The regional workshop ‘Towards the humanization of criminal and penitentiary policies for minor drug offenses: a path towards proportionality and criminal alternatives’ brought together more than 35 jurists, prosecutors, representatives of countries, organizations and members of civil society from Latin America, the Caribbean and the European Union on June 24 and 25 in Barcelona (Spain).
Organized by COPOLAD III program and the Conference of Ministers of Justice of Ibero-American Countries (COMJIB), the meeting laid the foundations for a regional pact on proportionality and criminal alternatives from a human rights perspective.
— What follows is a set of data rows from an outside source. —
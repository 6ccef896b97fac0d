use crate::calendar::YearMonth;
use chrono::NaiveDate;
use serde::{Deserialize, Serialize};
use std::fmt;

#[derive(Debug, Clone, PartialEq, Eq, PartialOrd, Ord, Hash, Serialize, Deserialize)]
#[serde(transparent)]
pub struct RoutineId(pub String);

impl RoutineId {
    pub fn new(id: impl Into<String>) -> Self {
        Self(id.into())
    }

    pub fn as_str(&self) -> &str {
        &self.0
    }
}

impl fmt::Display for RoutineId {
    fn fmt(&self, f: &mut fmt::Formatter<'_>) -> fmt::Result {
        f.write_str(&self.0)
    }
}

#[derive(Debug, Clone, PartialEq, Eq, Serialize, Deserialize)]
#[serde(transparent)]
pub struct PractitionerId(pub String);

impl PractitionerId {
    pub fn as_str(&self) -> &str {
        &self.0
    }
}

#[derive(Debug, Clone, Copy, PartialEq, Eq, Serialize, Deserialize, Default)]
#[serde(rename_all = "SCREAMING_SNAKE_CASE")]
pub enum TrackingType {
    #[default]
    Boolean,
    Numeric,
}

#[derive(Debug, Clone, Copy, PartialEq, Eq, Serialize, Deserialize)]
#[serde(rename_all = "SCREAMING_SNAKE_CASE")]
pub enum RecurrenceType {
    Daily,
    Weekdays,
    Weekends,
    SpecificDays,
    NthDayOfMonth,
    #[serde(rename = "TIMES_PER_WEEK_1")]
    TimesPerWeek1,
    #[serde(rename = "TIMES_PER_WEEK_3")]
    TimesPerWeek3,
    #[serde(rename = "TIMES_PER_WEEK_4")]
    TimesPerWeek4,
    #[serde(rename = "TIMES_PER_WEEK_5")]
    TimesPerWeek5,
    #[serde(rename = "TIMES_PER_WEEK_6")]
    TimesPerWeek6,
}

#[derive(Debug, Clone, Copy, PartialEq, Eq, Serialize, Deserialize)]
#[serde(rename_all = "SCREAMING_SNAKE_CASE")]
pub enum RoutineStatus {
    Active,
    Paused,
    Completed,
    Abandoned,
    Archived,
}

fn default_target_days() -> u32 {
    91
}

/// Server projection of one routine. Replaced wholesale on every reload.
#[derive(Debug, Clone, PartialEq, Serialize, Deserialize)]
#[serde(rename_all = "camelCase")]
pub struct RoutineSummary {
    pub id: RoutineId,
    pub habit_name: String,
    #[serde(default)]
    pub tracking_type: TrackingType,
    #[serde(default)]
    pub numeric_unit: Option<String>,
    pub recurrence_type: RecurrenceType,
    #[serde(default)]
    pub specific_days: Option<Vec<String>>,
    #[serde(default)]
    pub nth_day: Option<String>,
    #[serde(default)]
    pub nth_week: Option<u32>,
    #[serde(default = "default_target_days")]
    pub target_days: u32,
    #[serde(default)]
    pub total_completions: u32,
    #[serde(default)]
    pub current_streak: u32,
    #[serde(default)]
    pub longest_streak: u32,
    #[serde(default)]
    pub has_used_strike: bool,
    pub start_date: NaiveDate,
    #[serde(default)]
    pub status: Option<RoutineStatus>,
    #[serde(default)]
    pub last_completion_date: Option<NaiveDate>,
}

#[derive(Debug, Clone, Default, PartialEq, Serialize, Deserialize)]
#[serde(rename_all = "camelCase")]
pub struct RoutineCounts {
    pub active: u32,
    pub total: u32,
    pub completed: u32,
}

#[derive(Debug, Clone, Default, PartialEq, Serialize, Deserialize)]
#[serde(rename_all = "camelCase")]
pub struct StreakCounts {
    pub current_longest: u32,
    pub all_time_longest: u32,
    pub total_completions: u32,
}

#[derive(Debug, Clone, Default, PartialEq, Serialize, Deserialize)]
#[serde(rename_all = "camelCase")]
pub struct ActivityCounts {
    #[serde(rename = "last7Days")]
    pub last_7_days: u32,
    #[serde(rename = "last30Days")]
    pub last_30_days: u32,
    pub total_days_practiced: u32,
}

/// Aggregates computed server-side for the statistics cards.
#[derive(Debug, Clone, Default, PartialEq, Serialize, Deserialize)]
#[serde(rename_all = "camelCase")]
pub struct StatisticsSummary {
    #[serde(default)]
    pub routines: RoutineCounts,
    #[serde(default)]
    pub streaks: StreakCounts,
    #[serde(default)]
    pub activity: ActivityCounts,
    #[serde(default)]
    pub overall_completion_rate: f64,
    #[serde(default)]
    pub consistency_score: Option<String>,
}

/// Optional payload attached to a completion.
#[derive(Debug, Clone, Default, PartialEq, Serialize, Deserialize)]
pub struct EntryPayload {
    pub value: Option<i64>,
    pub notes: Option<String>,
}

#[derive(Debug, Clone, PartialEq, Serialize, Deserialize)]
#[serde(rename_all = "camelCase")]
pub struct EntryMutationRequest {
    pub routine_id: RoutineId,
    pub date: NaiveDate,
    pub value: Option<i64>,
    pub notes: Option<String>,
}

/// One dated entry inside a routine's month.
#[derive(Debug, Clone, PartialEq, Serialize, Deserialize)]
#[serde(rename_all = "camelCase")]
pub struct CalendarEntry {
    pub date: NaiveDate,
    #[serde(default)]
    pub completed: bool,
    #[serde(default)]
    pub value: Option<i64>,
    #[serde(default)]
    pub notes: Option<String>,
}

#[derive(Debug, Clone, Default, PartialEq, Serialize, Deserialize)]
#[serde(rename_all = "camelCase")]
pub struct MonthStats {
    #[serde(default)]
    pub total_days: u32,
    #[serde(default)]
    pub completed_days: u32,
    #[serde(default)]
    pub completion_rate: f64,
}

#[derive(Debug, Clone, PartialEq, Serialize, Deserialize)]
#[serde(rename_all = "camelCase")]
pub struct CalendarData {
    pub routine_id: RoutineId,
    pub year_month: YearMonth,
    #[serde(default)]
    pub entries: Vec<CalendarEntry>,
    #[serde(default)]
    pub scheduled_days: Vec<NaiveDate>,
    #[serde(default)]
    pub stats: MonthStats,
}

#[cfg(test)]
mod tests {
    use super::*;

    #[test]
    fn routine_summary_accepts_backend_shape() {
        let json = serde_json::json!({
            "id": "r-1",
            "habitId": "h-1",
            "habitName": "Read",
            "practitionerId": "p-1",
            "recurrenceType": "TIMES_PER_WEEK_3",
            "specificDays": null,
            "targetDays": 91,
            "startDate": "2024-01-01",
            "status": "ACTIVE",
            "currentStreak": 4,
            "longestStreak": 9,
            "totalCompletions": 45,
            "hasUsedStrike": true,
            "lastCompletionDate": "2024-02-29"
        });

        let routine: RoutineSummary = serde_json::from_value(json).unwrap();
        assert_eq!(routine.id.as_str(), "r-1");
        assert_eq!(routine.tracking_type, TrackingType::Boolean);
        assert_eq!(routine.recurrence_type, RecurrenceType::TimesPerWeek3);
        assert_eq!(routine.total_completions, 45);
        assert!(routine.has_used_strike);
    }

    #[test]
    fn statistics_use_backend_field_names() {
        let stats: StatisticsSummary = serde_json::from_value(serde_json::json!({
            "practitionerId": "p-1",
            "routines": { "active": 2, "total": 3, "completed": 1 },
            "streaks": { "currentLongest": 4, "allTimeLongest": 12, "totalCompletions": 50 },
            "activity": { "last7Days": 6, "last30Days": 20, "totalDaysPracticed": 40 },
            "overallCompletionRate": 87.5,
            "consistencyScore": "A-"
        }))
        .unwrap();
        assert_eq!(stats.routines.active, 2);
        assert_eq!(stats.streaks.all_time_longest, 12);
        assert_eq!(stats.activity.last_7_days, 6);
        assert_eq!(stats.consistency_score.as_deref(), Some("A-"));
    }

    #[test]
    fn calendar_data_uses_backend_field_names() {
        let data: CalendarData = serde_json::from_value(serde_json::json!({
            "routineId": "r-1",
            "yearMonth": "2024-02",
            "entries": [
                { "date": "2024-02-29", "completed": true, "value": null, "notes": "leap" }
            ],
            "scheduledDays": ["2024-02-28", "2024-02-29"],
            "stats": { "totalDays": 29, "completedDays": 1, "completionRate": 50.0 }
        }))
        .unwrap();
        assert_eq!(data.year_month.to_string(), "2024-02");
        assert_eq!(data.entries[0].notes.as_deref(), Some("leap"));
        assert_eq!(data.scheduled_days.len(), 2);
        assert_eq!(data.stats.total_days, 29);

        let bad = serde_json::from_value::<CalendarData>(serde_json::json!({
            "routineId": "r-1",
            "yearMonth": "2024-02-01"
        }));
        assert!(bad.is_err());
    }
}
The objectives of this agreement are to prioritize reinsertion and re-socialization over punishment and to reduce prison overcrowding, as well as to achieve greater effectiveness in the fight against drug trafficking. Usually, mass incarceration measures affect the lowest links in the chain, easily replaceable, which generates a very negative impact on their families, and on the incarcerated persons, many of them women who suffer violence or are part of trafficking or extortion networks.
Proposals for a less punitive justice
During two days, different round tables and working groups analyzed the national situation of penal and prison policy in Colombia, Argentina, Brazil, Portugal, Dominican Republic, Paraguay, Costa Rica and Spain; the implementation of gender perspective and the importance of considering diferential perspective, racial and sexual diversity; problems shared by the entire region, as well as the contribution of COPOLAD III to the dialogue.
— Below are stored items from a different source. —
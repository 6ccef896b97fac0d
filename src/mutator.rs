use crate::api::RoutineApi;
use crate::errors::ClientError;
use crate::models::{EntryMutationRequest, EntryPayload, RoutineId, RoutineSummary, TrackingType};
use chrono::NaiveDate;
use parking_lot::Mutex;
use serde::Serialize;
use std::collections::HashMap;
use std::sync::Arc;
use tracing::{info, warn};

#[derive(Debug, Clone, PartialEq, Eq, Hash)]
pub struct EntryKey {
    pub routine_id: RoutineId,
    pub date: NaiveDate,
}

impl EntryKey {
    pub fn new(routine_id: RoutineId, date: NaiveDate) -> Self {
        Self { routine_id, date }
    }
}

#[derive(Debug, Clone, Copy, PartialEq, Eq, Serialize)]
#[serde(rename_all = "snake_case")]
pub enum MutationPhase {
    Idle,
    Submitting,
    Settled,
    Failed,
}

/// What the clicked control shows until the reload that follows the
/// mutation finishes. Callers that render only after that reload see the
/// reloaded completion state instead.
#[derive(Debug, Clone, Copy, PartialEq, Eq, Serialize)]
#[serde(rename_all = "snake_case")]
pub enum ControlHint {
    MarkedDone,
    AlreadyDone,
    Unmarked,
}

#[derive(Debug, Clone, Copy, PartialEq, Eq, Serialize)]
#[serde(rename_all = "snake_case")]
pub enum MutationOutcome {
    Completed,
    AlreadyCompleted,
    Uncompleted,
}

impl MutationOutcome {
    pub fn message(self) -> &'static str {
        match self {
            MutationOutcome::Completed => "Marked! Well done!",
            MutationOutcome::AlreadyCompleted => crate::errors::ALREADY_COMPLETED_MESSAGE,
            MutationOutcome::Uncompleted => "Completion removed.",
        }
    }
}

/// Creates and deletes completion entries.
///
/// At most one request per routine and date is in flight; a second one is
/// refused before it reaches the backend.
pub struct EntryMutator {
    api: Arc<dyn RoutineApi>,
    phases: Mutex<HashMap<EntryKey, MutationPhase>>,
    hints: Mutex<HashMap<EntryKey, ControlHint>>,
}

impl EntryMutator {
    pub fn new(api: Arc<dyn RoutineApi>) -> Self {
        Self {
            api,
            phases: Mutex::new(HashMap::new()),
            hints: Mutex::new(HashMap::new()),
        }
    }

    /// Records a completion. A `Conflict` means the entry already existed.
    pub async fn complete(
        &self,
        routine: &RoutineSummary,
        date: NaiveDate,
        payload: EntryPayload,
    ) -> Result<(), ClientError> {
        let request = build_request(routine, date, payload)?;
        let attempt = self.begin(EntryKey::new(routine.id.clone(), date))?;

        match self.api.create_entry(&request).await {
            Ok(()) => {
                info!(routine = %routine.id, %date, "entry created");
                attempt.settle(ControlHint::MarkedDone);
                Ok(())
            }
            Err(err @ ClientError::Conflict(_)) => {
                info!(routine = %routine.id, %date, "entry already existed");
                attempt.settle(ControlHint::AlreadyDone);
                Err(err)
            }
            Err(err) => {
                warn!(routine = %routine.id, %date, %err, "failed to create entry");
                attempt.fail();
                Err(err)
            }
        }
    }

    pub async fn uncomplete(&self, routine_id: &RoutineId, date: NaiveDate) -> Result<(), ClientError> {
        let attempt = self.begin(EntryKey::new(routine_id.clone(), date))?;

        match self.api.delete_entry(routine_id, date).await {
            Ok(()) => {
                info!(routine = %routine_id, %date, "entry deleted");
                attempt.settle(ControlHint::Unmarked);
                Ok(())
            }
            Err(err) => {
                warn!(routine = %routine_id, %date, %err, "failed to delete entry");
                attempt.fail();
                Err(err)
            }
        }
    }

    /// Only in-flight attempts and the last finished one are remembered;
    /// any other key reads as `Idle`.
    pub fn phase(&self, key: &EntryKey) -> MutationPhase {
        self.phases.lock().get(key).copied().unwrap_or(MutationPhase::Idle)
    }

    pub fn hint(&self, key: &EntryKey) -> Option<ControlHint> {
        self.hints.lock().get(key).copied()
    }

    pub fn hints_for(&self, date: NaiveDate) -> HashMap<RoutineId, ControlHint> {
        self.hints
            .lock()
            .iter()
            .filter(|(key, _)| key.date == date)
            .map(|(key, hint)| (key.routine_id.clone(), *hint))
            .collect()
    }

    pub fn clear_hint(&self, key: &EntryKey) {
        self.hints.lock().remove(key);
    }

    fn begin(&self, key: EntryKey) -> Result<Attempt<'_>, ClientError> {
        let mut phases = self.phases.lock();
        if phases.get(&key) == Some(&MutationPhase::Submitting) {
            return Err(ClientError::validation("already submitting"));
        }
        phases.insert(key.clone(), MutationPhase::Submitting);
        Ok(Attempt {
            mutator: self,
            key,
            finished: false,
        })
    }
}

/// One in-flight mutation. Dropping it unfinished (a cancelled future)
/// marks it failed so the key is not stuck in `Submitting`.
struct Attempt<'a> {
    mutator: &'a EntryMutator,
    key: EntryKey,
    finished: bool,
}

impl Attempt<'_> {
    fn settle(mut self, hint: ControlHint) {
        self.mutator.hints.lock().insert(self.key.clone(), hint);
        self.finish(MutationPhase::Settled);
    }

    fn fail(mut self) {
        self.finish(MutationPhase::Failed);
    }

    fn finish(&mut self, phase: MutationPhase) {
        self.finished = true;
        let mut phases = self.mutator.phases.lock();
        phases.retain(|key, current| *current == MutationPhase::Submitting || *key == self.key);
        phases.insert(self.key.clone(), phase);
    }
}

impl Drop for Attempt<'_> {
    fn drop(&mut self) {
        if !self.finished {
            self.finish(MutationPhase::Failed);
        }
    }
}

fn build_request(
    routine: &RoutineSummary,
    date: NaiveDate,
    payload: EntryPayload,
) -> Result<EntryMutationRequest, ClientError> {
    let value = match (routine.tracking_type, payload.value) {
        (TrackingType::Numeric, Some(value)) => Some(value),
        (TrackingType::Numeric, None) => {
            return Err(ClientError::validation(format!(
                "{} needs a value",
                routine.habit_name
            )));
        }
        (TrackingType::Boolean, None) => None,
        (TrackingType::Boolean, Some(_)) => {
            return Err(ClientError::validation(format!(
                "{} does not take a value",
                routine.habit_name
            )));
        }
    };
    let notes = payload
        .notes
        .map(|notes| notes.trim().to_string())
        .filter(|notes| !notes.is_empty());

    Ok(EntryMutationRequest {
        routine_id: routine.id.clone(),
        date,
        value,
        notes,
    })
}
In this direction, several proposals were made, among them the commitment to new narratives against “populist punitivism”, the trend towards a more proportional legislation from a human rights and gender perspective or the defense of state policies that are not subject to electoral periods. At all times it was prominent that criminal justice must take into account the conditions of vulnerability and hence the importance of betting on social and economic inclusion in relation to drug offenses.
Enrique Gil Botero, Secretary General of COMJIB, highlighted the wide consensus that exists among the judicial representatives of the countries on the need for a change of model: “Restorative justice works and changes lives. The punitivist model has failed and we urge the legislative powers to take note of what we have discussed these days“.
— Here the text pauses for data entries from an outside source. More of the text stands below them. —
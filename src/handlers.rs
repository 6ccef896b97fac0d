use crate::calendar::{CalendarView, YearMonth};
use crate::errors::{AppError, ClientError};
use crate::models::{EntryPayload, RoutineId};
use crate::mutator::MutationOutcome;
use crate::state::AppState;
use crate::ui::{render_calendar, render_index};
use crate::view::DashboardView;
use axum::{
    extract::{Path, Query, State},
    response::{Html, Redirect},
    Form, Json,
};
use chrono::{Local, NaiveDate};
use serde::{Deserialize, Serialize};
use tracing::warn;

#[derive(Debug, Deserialize)]
pub struct CompleteForm {
    #[serde(default)]
    pub value: Option<String>,
    #[serde(default)]
    pub notes: Option<String>,
}

#[derive(Debug, Deserialize)]
pub struct DateRequest {
    pub direction: String,
}

#[derive(Debug, Deserialize)]
#[serde(rename_all = "camelCase")]
pub struct EntryRequest {
    pub routine_id: RoutineId,
    #[serde(default)]
    pub value: Option<i64>,
    #[serde(default)]
    pub notes: Option<String>,
}

#[derive(Debug, Deserialize)]
#[serde(rename_all = "camelCase")]
pub struct EntryQuery {
    pub routine_id: RoutineId,
}

#[derive(Debug, Deserialize)]
pub struct CalendarQuery {
    #[serde(default)]
    pub month: Option<String>,
}

#[derive(Debug, Serialize)]
pub struct DateResponse {
    pub moved: bool,
    pub view: DashboardView,
}

#[derive(Debug, Serialize)]
pub struct MutationResponse {
    pub outcome: MutationOutcome,
    pub message: &'static str,
    pub view: DashboardView,
}

pub async fn index(State(state): State<AppState>) -> Result<Html<String>, AppError> {
    absorb(&state, state.dashboard.roll_over(today()).await)?;
    let view = state.dashboard.view().await;
    Ok(Html(render_index(&view)))
}

pub async fn date_back(State(state): State<AppState>) -> Result<Redirect, AppError> {
    absorb(&state, state.dashboard.go_back().await)?;
    Ok(Redirect::to("/"))
}

pub async fn date_forward(State(state): State<AppState>) -> Result<Redirect, AppError> {
    absorb(&state, state.dashboard.go_forward().await)?;
    Ok(Redirect::to("/"))
}

pub async fn complete_form(
    State(state): State<AppState>,
    Path(id): Path<String>,
    Form(form): Form<CompleteForm>,
) -> Result<Redirect, AppError> {
    let payload = EntryPayload {
        value: parse_value(form.value.as_deref())?,
        notes: form.notes,
    };
    absorb(&state, state.dashboard.complete(&RoutineId::new(id), payload).await)?;
    Ok(Redirect::to("/"))
}

pub async fn uncomplete_form(
    State(state): State<AppState>,
    Path(id): Path<String>,
) -> Result<Redirect, AppError> {
    absorb(&state, state.dashboard.uncomplete(&RoutineId::new(id)).await)?;
    Ok(Redirect::to("/"))
}

pub async fn get_dashboard(State(state): State<AppState>) -> Result<Json<DashboardView>, AppError> {
    absorb(&state, state.dashboard.roll_over(today()).await)?;
    Ok(Json(state.dashboard.view().await))
}

pub async fn reload(State(state): State<AppState>) -> Result<Json<DashboardView>, AppError> {
    absorb(&state, state.dashboard.reload().await)?;
    Ok(Json(state.dashboard.view().await))
}

pub async fn navigate(
    State(state): State<AppState>,
    Json(payload): Json<DateRequest>,
) -> Result<Json<DateResponse>, AppError> {
    let moved = match payload.direction.trim() {
        "back" => absorb(&state, state.dashboard.go_back().await)?,
        "forward" => absorb(&state, state.dashboard.go_forward().await)?,
        _ => return Err(AppError::bad_request("direction must be 'back' or 'forward'")),
    };

    Ok(Json(DateResponse {
        moved: moved.unwrap_or(false),
        view: state.dashboard.view().await,
    }))
}

pub async fn create_entry(
    State(state): State<AppState>,
    Json(payload): Json<EntryRequest>,
) -> Result<Json<MutationResponse>, AppError> {
    let entry = EntryPayload {
        value: payload.value,
        notes: payload.notes,
    };
    let outcome = state
        .dashboard
        .complete(&payload.routine_id, entry)
        .await
        .map_err(|err| AppError::from_client(err, &state.login_url))?;
    Ok(Json(mutation_response(&state, outcome).await))
}

pub async fn delete_entry(
    State(state): State<AppState>,
    Query(query): Query<EntryQuery>,
) -> Result<Json<MutationResponse>, AppError> {
    let outcome = state
        .dashboard
        .uncomplete(&query.routine_id)
        .await
        .map_err(|err| AppError::from_client(err, &state.login_url))?;
    Ok(Json(mutation_response(&state, outcome).await))
}

pub async fn calendar_page(
    State(state): State<AppState>,
    Path(id): Path<String>,
    Query(query): Query<CalendarQuery>,
) -> Result<Html<String>, AppError> {
    let view = load_calendar(&state, id, query).await?;
    Ok(Html(render_calendar(&view)))
}

pub async fn get_calendar(
    State(state): State<AppState>,
    Path(id): Path<String>,
    Query(query): Query<CalendarQuery>,
) -> Result<Json<CalendarView>, AppError> {
    Ok(Json(load_calendar(&state, id, query).await?))
}

async fn load_calendar(
    state: &AppState,
    id: String,
    query: CalendarQuery,
) -> Result<CalendarView, AppError> {
    let month = parse_month(query.month.as_deref())?;
    state
        .dashboard
        .calendar(&RoutineId::new(id), month)
        .await
        .map_err(|err| {
            warn!(%err, "calendar unavailable");
            match err {
                ClientError::NotFound(message) => AppError::not_found(message),
                err => AppError::from_client(err, &state.login_url),
            }
        })
}

async fn mutation_response(state: &AppState, outcome: MutationOutcome) -> MutationResponse {
    MutationResponse {
        outcome,
        message: outcome.message(),
        view: state.dashboard.view().await,
    }
}

/// Passes an expired session up as a login redirect; every other failure is
/// already reflected in the dashboard view.
fn absorb<T>(state: &AppState, result: Result<T, ClientError>) -> Result<Option<T>, AppError> {
    match result {
        Ok(value) => Ok(Some(value)),
        Err(err) if err.is_auth_expired() => Err(AppError::from_client(err, &state.login_url)),
        Err(err) => {
            warn!(%err, "dashboard action failed");
            Ok(None)
        }
    }
}

fn parse_value(raw: Option<&str>) -> Result<Option<i64>, AppError> {
    match raw.map(str::trim).filter(|raw| !raw.is_empty()) {
        Some(raw) => raw
            .parse::<i64>()
            .map(Some)
            .map_err(|_| AppError::bad_request("value must be a whole number")),
        None => Ok(None),
    }
}

fn parse_month(raw: Option<&str>) -> Result<Option<YearMonth>, AppError> {
    match raw.map(str::trim).filter(|raw| !raw.is_empty()) {
        Some(raw) => raw
            .parse::<YearMonth>()
            .map(Some)
            .map_err(|err| AppError::bad_request(err.to_string())),
        None => Ok(None),
    }
}

fn today() -> NaiveDate {
    Local::now().date_naive()
}

#[cfg(test)]
mod tests {
    use super::*;

    #[test]
    fn form_value_parsing() {
        assert_eq!(parse_value(None).unwrap(), None);
        assert_eq!(parse_value(Some("  ")).unwrap(), None);
        assert_eq!(parse_value(Some("12")).unwrap(), Some(12));
        assert!(parse_value(Some("1.5")).is_err());
    }

    #[test]
    fn month_query_parsing() {
        assert_eq!(parse_month(None).unwrap(), None);
        assert_eq!(
            parse_month(Some("2024-03")).unwrap().map(|month| month.to_string()),
            Some("2024-03".to_string())
        );
        assert_eq!(parse_month(Some("03/2024")).unwrap_err().status, axum::http::StatusCode::BAD_REQUEST);
    }
}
The regional workshop on Alternative Criminal Justice was attended by representatives of the Ibero-American Association of Public Prosecutors (AIAMP), the Inter-American Association of Public Defenders (AIDEF), the ministries of Justice of Colombia, Brazil and Argentina, representatives of the judiciary of Costa Rica and the Dominican Republic, the Spanish Government Delegate against Gender Violence, Carmen Martínez Perza, and members of UNAD and RIOD, among others.